The Museum of the Bible, which opened in Washington, D.C., in November, is an enterprise of appropriately pharaonic ambition. At a capacious 430,000 square feet, it cost half a billion dollars to build, all of it contributed privately. It is the brainchild of Steve Green, the president of Hobby Lobby, the chain of arts-and-crafts supply stores that successfully challenged the contraception mandate of Obamacare. Indeed, to those who felt the Burwell vs. Hobby Lobby decision was a catastrophic setback to the separation of church and state, the coming of the Museum of the Bible seemed nothing less than the physical manifestation of that threat—an unwelcome expression of evangelical political power standing in plain sight of the Capitol. Burwell vs. Hobby Lobby has loomed large in the coverage of the museum, as has the Green family—as well as the $3 million fine levied on Hobby Lobby for illegally importing cuneiform tablets from Iraq.

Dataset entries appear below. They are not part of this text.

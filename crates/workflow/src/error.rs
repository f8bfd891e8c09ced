use fleetmend_rules::FeatureError;

use crate::stage::WorkflowStage;

/// Errors that end a run with `FailedWithError`.
#[derive(Debug, thiserror::Error)]
pub enum WorkflowError {
    #[error("feature extraction failed: {0}")]
    FeatureExtraction(#[from] FeatureError),

    #[error("cancelled before {0}")]
    Cancelled(WorkflowStage),
}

But those who looked forward to exposing the museum as a bigoted and ignorant enterprise, with a laughably literal view of biblical truth, have been bitterly disappointed. Its exhibitions are conspicuously even-handed and scholarly, and not at all sectarian. The Museum of the Bible is no vehicle of theological indoctrination. If anything, it errs in the other direction. When it was first incorporated as a nonprofit organization in 2010, it pledged itself “to inspire confidence in the absolute authority and reliability of the Bible.” It has quietly lowered its sights since, and now seeks only “to invite all people to engage with the history, narrative, and impact of the Bible.” This makes the museum less objectionable (who can object to an invitation?), but a less incendiary Bible is also a less interesting one. The danger of the Museum of the Bible is that by sidestepping the question of biblical truth it might downgrade the Good Book, as it were, into one of the Great Books.
W
ith all their resources, the Green family might easily have commissioned a celebrity architect to build a prodigy of a museum. But they did not want a building that would compete with its contents. Instead, they bought a 90-year-old cold-storage warehouse two blocks south of the Mall, and into its windowless brick shell they inserted six stories of exhibition and administrative space. The interior is intelligently planned but hardly remarkable, and nothing about its materials, finishes, or details speaks of the Bible or antiquity. If anything, it has the glossy impersonal cheeriness of contemporary hotel architecture.1
The heart of the museum is in the exhibitions of the third floor (The Stories of the Bible) and the fourth (The History of the Bible). These are utterly different in texture and tone, but they work in tandem—one delivering sensation and the other information. This is hardly a new distinction; it is the difference between the stained-glass window and the sermon.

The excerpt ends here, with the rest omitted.